Hemingway and American Letters

Nathan Heller has a piece on Slate about Hemingway, the greatest American writer. It's cliche to say that for such a famous writer, Hemingway inspired an amazingly small body of secondary literature. It's also cliche to credit this to his prose, which is the definition of transparent Golden Age English-language modernism, clear and pure and not admitting of interpretation. (I think Asimov has been undeserverdly omitted from this particular canon.) Updike and the later so-called phallocrats of the 50s and 60s who claimed to walk in his footsteps were Silver Age writers.

Among the many (appropriately) understated parts of the article: "It's also a strikingly linear novel (The Sun Also Rises). Few time cuts or flashbacks appear, and its narration has the effect of plodding forward, never looking more than a few feet ahead. Yet the book seems viscerally vivid and alive, as in its description of bull-running:

There were so many people running ahead of the bulls that the mass thickened and slowed up going through the gate into the ring, and as the bulls passed, galloping together, heavy, muddy-sided, horns swinging, one shot ahead, caught a man in the running crowd in the back and lifted him in the air. … You could tell by the degree of intensity in the shout how bad a thing it was that was happening.

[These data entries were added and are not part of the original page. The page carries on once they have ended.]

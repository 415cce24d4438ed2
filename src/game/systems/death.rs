//! Death System
//!
//! Marks entities dead, freezes them, and advances death timers.
//! Monsters are removed after the delay; players respawn in place with
//! full health so a race never permanently eliminates a participant.

use tracing::debug;

use crate::core::vec2::Vec2;
use crate::ecs::component::DeathTimerComponent;
use crate::ecs::entity::{EntityId, EntityKind};
use crate::ecs::store::EntityStore;
use crate::game::events::{EventKind, GameEvent};
use crate::game::systems::health::HealthSystem;
use crate::game::systems::physics::PhysicsSystem;
use crate::game::systems::player::PlayerSystem;
use crate::game::systems::sprite::SpriteSystem;
use crate::game::systems::{System, SystemContext};

/// Owns death and respawn bookkeeping.
pub struct DeathSystem;

impl DeathSystem {
    /// Whether the entity is dead. `None` for entities that cannot die.
    pub fn is_dead(store: &EntityStore, entity: EntityId) -> Option<bool> {
        store
            .get::<DeathTimerComponent>(entity)
            .map(|timer| timer.dead)
    }

    fn handle_death(ctx: &mut SystemContext<'_>, entity: EntityId) {
        let Some(timer) = ctx.store.get_mut::<DeathTimerComponent>(entity) else {
            return;
        };
        if timer.dead {
            return;
        }
        timer.dead = true;
        timer.seconds_since_death = 0.0;

        PhysicsSystem::set_velocity(ctx.store, entity, Vec2::ZERO);
        SpriteSystem::set_animation(ctx.store, entity, "death");
        PlayerSystem::lock_capabilities(ctx.store, entity);
        debug!(entity = ?entity, kind = ?ctx.store.kind_of(entity), "entity died");
    }

    fn respawn_player(ctx: &mut SystemContext<'_>, player: EntityId) {
        HealthSystem::set_health(ctx.store, player, ctx.config.combat.initial_player_health);
        if let Some(timer) = ctx.store.get_mut::<DeathTimerComponent>(player) {
            timer.dead = false;
            timer.seconds_since_death = 0.0;
        }
        PlayerSystem::restore_capabilities(ctx.store, player);
        SpriteSystem::clear_animation(ctx.store, player);
        debug!(player = ?player, "player respawned");
    }
}

impl System for DeathSystem {
    fn name(&self) -> &'static str {
        "death"
    }

    fn interests(&self) -> &'static [EventKind] {
        &[EventKind::PlayerDeath, EventKind::MonsterDeath]
    }

    fn update(&mut self, ctx: &mut SystemContext<'_>, delta_time: f32) {
        let mut expired: Vec<EntityId> = Vec::new();
        for (entity, timer) in ctx.store.components_mut::<DeathTimerComponent>() {
            if !timer.dead {
                continue;
            }
            timer.seconds_since_death += delta_time;
            if timer.seconds_since_death >= ctx.config.death.removal_delay {
                expired.push(entity);
            }
        }

        for entity in expired {
            match ctx.store.kind_of(entity) {
                Some(EntityKind::Player) => Self::respawn_player(ctx, entity),
                Some(_) => ctx.events.push(GameEvent::Remove { entity }),
                None => {}
            }
        }
    }

    fn on_event(&mut self, ctx: &mut SystemContext<'_>, event: &GameEvent) {
        match event {
            GameEvent::PlayerDeath { player } => Self::handle_death(ctx, *player),
            GameEvent::MonsterDeath { monster } => Self::handle_death(ctx, *monster),
            _ => {}
        }
    }
}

"How bad a thing it was that was happening" might be the greatest thing that has ever been written ever. I love Spain and I speak Spanish and I have been there many times - what a great country - and I have even had to scour news reports Stateside when an American woman was gored for the first time among the morons of Pamplona, to make sure it wasn't my American woman. But I have never run with the actual bulls, which is just as well. Because finally, Death in the Afternoon is, transparently, a record of where in Spain it is good to get drunk and look at women, and/or at orchestrated death, of man or bull. But especially the former. If you are a person who is not especially interested in the former, then Death in the Afternoon is probably not the best volume to help you improve your life. But I would argue even if you are not interested in these topics then you might still get something out of Death in the Afternoon, and if not, then you will walk home alone. To die alone with the smell of the oaks and the passing cars that splash the mud on the road. In the rain.

Since I'm posting this on a (partly) political blog, I have to admit that one of the things which made an impression on me in my favorite Hemingway - For Whom the Bell Tolls - was the discussion of the term "Republican" and what it meant for Americans versus for Spaniards. American Robert Jordan clearly understood the benefit of having the government hold the land in the mountains and forests, to manage it for the benefit of ranchers, and the Spanish anti-Franco forces he was fighting with (on the same side as the Soviets) were impressed that he was a third generation "Republican". Sadly, this nuance may be lost on modern members of the GOP.